I am only a little obsessed with this musical (no worries, I'm 110% aware I'm a nerd). It cheers me up without fail, because no matter how awful my day has been, Annie always reminds me that tomorrow has the potential to be better.

1.13.2011

whip cream, shooting stars & red lipstick (day 6)

Today I'm supposed to write 30 interesting facts about myself, which should be a challenge because I don't find myself very interesting. But here goes.

1. My room has a ghost. His name is George.
2. I can recite the movie The Parent Trap word for word.
3. I name inanimate objects constantly--my phone is Stella, my laptop is Fiona and my iPod is Lexie.
4. I like whip cream more than ice cream.
5. I have one ring I always wear and the features are starting to rub off.
6. I adore photography, but I do not have a decent camera.
7. I have never been on a plane.
8. I am addicted to Dunkin' Donuts beverages.
9. I did not have a bedroom door for seven months.
10. I am an Irish dancer, and I love it.
11. I tried to run away when I was eight. It didn't work.
12. Two of my best friends are listed as ICE contacts in my phone, because I trust them that much.
13. I have seen two shooting stars in my life. One wish came true, the other probably won't.
14. I make wishes at 11:11, on stars, on baby dandelions, on birthday candles.
15. I like sitting on the floor.
16. Grammar mistakes are my pet peeve.
17. I like listening to trains and planes--it's soothing.
18. I went through a Titanic phase in the second grade, and it made me a walking dictionary on the ship (it was 882 feet, 9 inches long).
19. I memorized all the presidents at age eight because I saw some girl on Oprah do it.
20. Words cannot express how badly I want to drive.
21. Toy Story 3 made me cry.
22. I am the maternal friend--I yell at my friends to get off Facebook and study, I make them eat lunch and brush their teeth, etc.
23. I put salt on nearly everything I eat.

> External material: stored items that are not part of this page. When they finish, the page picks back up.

use chrono::Utc;
use datepoll_core::errors::{ScheduleError, ScheduleResult};
use datepoll_core::models::{NewSchedule, VoteStatus};
use datepoll_core::validation::{
    parse_candidate_dates, parse_date_line, MAX_DESCRIPTION_LEN, MAX_TITLE_LEN,
};
use eyre::Result;
use serenity::{
    builder::CreateComponents,
    model::application::{
        component::{ActionRow, ActionRowComponent, InputTextStyle},
        interaction::{
            application_command::{ApplicationCommandInteraction, CommandDataOption},
            modal::ModalSubmitInteraction,
            InteractionResponseType,
        },
    },
    utils::Color,
};
use tracing::info;
use uuid::Uuid;

use crate::commands::schedule::{
    SUBCOMMAND_CANCEL, SUBCOMMAND_CONFIRM, SUBCOMMAND_CREATE, SUBCOMMAND_LIST, SUBCOMMAND_VOTE,
};
use crate::handlers::HandlerContext;
use crate::render;

pub const CREATE_MODAL_ID: &str = "schedule_create";
const TITLE_INPUT: &str = "title";
const DESCRIPTION_INPUT: &str = "description";
const DATES_INPUT: &str = "dates";

/// Handle the /schedule command
pub async fn handle_schedule_command(
    ctx: HandlerContext,
    command: &ApplicationCommandInteraction,
) -> Result<()> {
    let subcommand = command
        .data
        .options
        .first()
        .ok_or_else(|| ScheduleError::Validation("Missing subcommand".to_string()))?;

    info!(
        "Command executed: /schedule {} by {} ({})",
        subcommand.name, command.user.name, command.user.id
    );

    match subcommand.name.as_str() {
        SUBCOMMAND_CREATE => handle_schedule_create(ctx, command).await,
        SUBCOMMAND_LIST => handle_schedule_list(ctx, command).await,
        SUBCOMMAND_VOTE => handle_schedule_vote(ctx, command, subcommand).await,
        SUBCOMMAND_CONFIRM => handle_schedule_confirm(ctx, command, subcommand).await,
        SUBCOMMAND_CANCEL => handle_schedule_cancel(ctx, command, subcommand).await,
        _ => {
            command
                .create_interaction_response(&ctx.ctx.http, |r| {
                    r.kind(InteractionResponseType::ChannelMessageWithSource)
                        .interaction_response_data(|m| m.content("Unknown subcommand").ephemeral(true))
                })
                .await?;

            Ok(())
        }
    }
}

/// Open the creation modal. The schedule is stored on submission.
async fn handle_schedule_create(ctx: HandlerContext, command: &ApplicationCommandInteraction) -> Result<()> {
    command
        .create_interaction_response(&ctx.ctx.http, |r| {
            r.kind(InteractionResponseType::Modal)
                .interaction_response_data(|d| {
                    d.custom_id(CREATE_MODAL_ID)
                        .title("Create a schedule")
                        .components(create_modal_components)
                })
        })
        .await?;

    Ok(())
}

/// Input rows of the creation modal. Length limits match the validation
/// applied on submit.
pub fn create_modal_components(components: &mut CreateComponents) -> &mut CreateComponents {
    components
        .create_action_row(|row| {
            row.create_input_text(|input| {
                input
                    .custom_id(TITLE_INPUT)
                    .label("Title")
                    .style(InputTextStyle::Short)
                    .placeholder("Team dinner")
                    .min_length(1)
                    .max_length(MAX_TITLE_LEN as u64)
                    .required(true)
            })
        })
        .create_action_row(|row| {
            row.create_input_text(|input| {
                input
                    .custom_id(DESCRIPTION_INPUT)
                    .label("Description")
                    .style(InputTextStyle::Paragraph)
                    .max_length(MAX_DESCRIPTION_LEN as u64)
                    .required(false)
            })
        })
        .create_action_row(|row| {
            row.create_input_text(|input| {
                input
                    .custom_id(DATES_INPUT)
                    .label("Candidate dates (UTC), one per line")
                    .style(InputTextStyle::Paragraph)
                    .placeholder("2030-01-15 19:00\n2030-01-16 19:00")
                    .required(true)
            })
        })
}

/// Handle a submitted creation modal
pub async fn handle_create_modal(ctx: HandlerContext, modal: &ModalSubmitInteraction) -> Result<()> {
    let components = &modal.data.components;
    let title = modal_value(components, TITLE_INPUT).unwrap_or_default();
    let description = modal_value(components, DESCRIPTION_INPUT).map(str::to_string);
    let dates_input = modal_value(components, DATES_INPUT).unwrap_or_default();

    let now = Utc::now();
    let request = NewSchedule {
        title: title.to_string(),
        description,
        creator_id: modal.user.id.0,
        channel_id: modal.channel_id.0,
        dates: parse_candidate_dates(dates_input, now)?,
    };

    let id = ctx.service.create_schedule(request, now).await?;
    let schedule = ctx.service.get_schedule(id).await?;

    modal
        .create_interaction_response(&ctx.ctx.http, |r| {
            r.kind(InteractionResponseType::ChannelMessageWithSource)
                .interaction_response_data(|m| {
                    m.embed(|e| {
                        e.title("Schedule created")
                            .description(render::created_description(&schedule))
                            .field("Created by", render::mention(schedule.creator_id), true)
                            .field("ID", format!("`{}`", schedule.id), true)
                            .color(Color::DARK_GREEN)
                            .timestamp(schedule.created_at.to_rfc3339())
                    })
                })
        })
        .await?;

    Ok(())
}

/// Handle the /schedule list subcommand
async fn handle_schedule_list(ctx: HandlerContext, command: &ApplicationCommandInteraction) -> Result<()> {
    let summaries = ctx.service.list_active_schedules().await?;

    if summaries.is_empty() {
        command
            .create_interaction_response(&ctx.ctx.http, |r| {
                r.kind(InteractionResponseType::ChannelMessageWithSource)
                    .interaction_response_data(|m| m.content("There are no active schedules.").ephemeral(true))
            })
            .await?;

        return Ok(());
    }

    let (fields, hidden) = render::summary_fields(&summaries);

    command
        .create_interaction_response(&ctx.ctx.http, |r| {
            r.kind(InteractionResponseType::ChannelMessageWithSource)
                .interaction_response_data(|m| {
                    m.embed(|e| {
                        e.title(render::LIST_TITLE)
                            .color(Color::BLUE)
                            .fields(fields.into_iter().map(|(name, value)| (name, value, false)));
                        if hidden > 0 {
                            e.footer(|f| f.text(render::hidden_footer(hidden)));
                        }
                        e
                    })
                })
        })
        .await?;

    Ok(())
}

/// Handle the /schedule vote subcommand
async fn handle_schedule_vote(
    ctx: HandlerContext,
    command: &ApplicationCommandInteraction,
    subcommand: &CommandDataOption,
) -> Result<()> {
    let id = parse_schedule_id(&get_option_string(subcommand, "id")?)?;
    let date = parse_date_line(&get_option_string(subcommand, "date")?)?;
    let answer: VoteStatus = get_option_string(subcommand, "answer")?.parse()?;

    let vote = ctx
        .service
        .record_vote(id, command.user.id.0, date, answer)
        .await?;

    command
        .create_interaction_response(&ctx.ctx.http, |r| {
            r.kind(InteractionResponseType::ChannelMessageWithSource)
                .interaction_response_data(|m| m.content(render::vote_recorded(&vote)).ephemeral(true))
        })
        .await?;

    Ok(())
}

/// Handle the /schedule confirm subcommand
async fn handle_schedule_confirm(
    ctx: HandlerContext,
    command: &ApplicationCommandInteraction,
    subcommand: &CommandDataOption,
) -> Result<()> {
    let id = parse_schedule_id(&get_option_string(subcommand, "id")?)?;
    let date = parse_date_line(&get_option_string(subcommand, "date")?)?;

    let schedule = ctx.service.confirm_schedule(id, date).await?;

    command
        .create_interaction_response(&ctx.ctx.http, |r| {
            r.kind(InteractionResponseType::ChannelMessageWithSource)
                .interaction_response_data(|m| {
                    m.embed(|e| {
                        e.title("Schedule confirmed")
                            .description(render::confirmed_description(&schedule))
                            .color(Color::DARK_GREEN)
                            .timestamp(Utc::now().to_rfc3339())
                    })
                })
        })
        .await?;

    Ok(())
}

/// Handle the /schedule cancel subcommand
async fn handle_schedule_cancel(
    ctx: HandlerContext,
    command: &ApplicationCommandInteraction,
    subcommand: &CommandDataOption,
) -> Result<()> {
    let id = parse_schedule_id(&get_option_string(subcommand, "id")?)?;

    let schedule = ctx.service.cancel_schedule(id).await?;

    command
        .create_interaction_response(&ctx.ctx.http, |r| {
            r.kind(InteractionResponseType::ChannelMessageWithSource)
                .interaction_response_data(|m| {
                    m.embed(|e| {
                        e.title("Schedule cancelled")
                            .description(render::cancelled_description(&schedule))
                            .color(Color::RED)
                    })
                })
        })
        .await?;

    Ok(())
}

/// Helper to get a string option from a subcommand
fn get_option_string(options: &CommandDataOption, name: &str) -> ScheduleResult<String> {
    options
        .options
        .iter()
        .find(|opt| opt.name == name)
        .and_then(|opt| opt.value.as_ref())
        .and_then(|val| val.as_str())
        .map(|s| s.to_string())
        .ok_or_else(|| ScheduleError::Validation(format!("Missing {} parameter", name)))
}

fn parse_schedule_id(raw: &str) -> ScheduleResult<Uuid> {
    Uuid::parse_str(raw.trim())
        .map_err(|_| ScheduleError::Validation(format!("Invalid schedule ID: {}", raw)))
}

/// Find the text input with `custom_id` among the submitted rows
fn modal_value<'a>(components: &'a [ActionRow], custom_id: &str) -> Option<&'a str> {
    components
        .iter()
        .flat_map(|row| row.components.iter())
        .find_map(|component| match component {
            ActionRowComponent::InputText(input) if input.custom_id == custom_id => {
                Some(input.value.as_str())
            }
            _ => None,
        })
        .filter(|value| !value.trim().is_empty())
}
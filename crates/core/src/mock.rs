use async_trait::async_trait;
use chrono::{DateTime, Utc};
use mockall::mock;
use uuid::Uuid;

use crate::models::{Schedule, Vote};
use crate::store::ScheduleStore;

// Generates `MockScheduleStore`.
mock! {
    pub ScheduleStore {}

    #[async_trait]
    impl ScheduleStore for ScheduleStore {
        async fn create_schedule(&self, schedule: &Schedule) -> eyre::Result<Uuid>;

        async fn get_schedule(&self, id: Uuid) -> eyre::Result<Option<Schedule>>;

        async fn update_vote(&self, vote: &Vote) -> eyre::Result<bool>;

        async fn confirm_schedule(
            &self,
            id: Uuid,
            confirmed_date: DateTime<Utc>,
        ) -> eyre::Result<bool>;

        async fn cancel_schedule(&self, id: Uuid) -> eyre::Result<bool>;

        async fn get_active_schedules(&self) -> eyre::Result<Vec<Schedule>>;

        async fn update_reminder_sent(&self, id: Uuid, sent: bool) -> eyre::Result<bool>;
    }
}
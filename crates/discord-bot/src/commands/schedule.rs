use serenity::{
    builder::{CreateApplicationCommand, CreateApplicationCommandOption},
    model::application::command::CommandOptionType,
};

pub const SUBCOMMAND_CREATE: &str = "create";
pub const SUBCOMMAND_LIST: &str = "list";
pub const SUBCOMMAND_VOTE: &str = "vote";
pub const SUBCOMMAND_CONFIRM: &str = "confirm";
pub const SUBCOMMAND_CANCEL: &str = "cancel";

/// Create the /schedule command with all of its subcommands
pub fn schedule_command() -> CreateApplicationCommand {
    let mut command = CreateApplicationCommand::default();
    command
        .name("schedule")
        .description("Create and manage date polls")
        .dm_permission(false)
        // Create subcommand opens a modal, so it takes no options
        .create_option(|option| {
            option
                .name(SUBCOMMAND_CREATE)
                .description("Create a new schedule with candidate dates")
                .kind(CommandOptionType::SubCommand)
        })
        .create_option(|option| {
            option
                .name(SUBCOMMAND_LIST)
                .description("List active schedules with their current votes")
                .kind(CommandOptionType::SubCommand)
        })
        .create_option(|option| {
            option
                .name(SUBCOMMAND_VOTE)
                .description("Answer for one candidate date")
                .kind(CommandOptionType::SubCommand)
                .create_sub_option(schedule_id_option)
                .create_sub_option(date_option)
                .create_sub_option(|sub_option| {
                    sub_option
                        .name("answer")
                        .description("Whether you can attend")
                        .kind(CommandOptionType::String)
                        .required(true)
                        .add_string_choice("⭕ Available", "circle")
                        .add_string_choice("🔺 Maybe", "triangle")
                        .add_string_choice("❌ Unavailable", "cross")
                })
        })
        .create_option(|option| {
            option
                .name(SUBCOMMAND_CONFIRM)
                .description("Fix the schedule on one of its candidate dates")
                .kind(CommandOptionType::SubCommand)
                .create_sub_option(schedule_id_option)
                .create_sub_option(date_option)
        })
        .create_option(|option| {
            option
                .name(SUBCOMMAND_CANCEL)
                .description("Cancel an active schedule")
                .kind(CommandOptionType::SubCommand)
                .create_sub_option(schedule_id_option)
        });

    command
}

fn schedule_id_option(option: &mut CreateApplicationCommandOption) -> &mut CreateApplicationCommandOption {
    option
        .name("id")
        .description("Schedule ID as shown by /schedule list")
        .kind(CommandOptionType::String)
        .required(true)
}

fn date_option(option: &mut CreateApplicationCommandOption) -> &mut CreateApplicationCommandOption {
    option
        .name("date")
        .description("Candidate date in UTC, YYYY-MM-DD HH:MM")
        .kind(CommandOptionType::String)
        .required(true)
}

It'll probably kill me eventually.
24. Despite not driving, I really like being a frosh. Frosh is fun to say :)
25. When I talk too fast or get angry, or when I'm saying prayers, I speak in an affected Boston accent.
26. I can only write in Mead 3-Subject spiral notebooks with blue pen.
27. I have a birthmark on my knee shaped like a turtle.
28. Fenway Park is one of my favorite places in the world.
29. I write on my mirror with red lipstick.
30. I procrastinate terribly.

Sheesh. That took a while.

the historical double snow day

There is nothing quite like getting the polite, recorded call from your school superintendant saying that school has been cancelled for yet another day due to "the aftermath of today's storm and safety concerns."

I picked up the phone, held my breath and started dancing throughout the house. I danced up to my parent's room, informed them and yelled at my father a little bit for dashing my hopes and dreams earlier that day when I'd expressed the longing wish to have a double snow day and he bluntly told me there was no way that was happening.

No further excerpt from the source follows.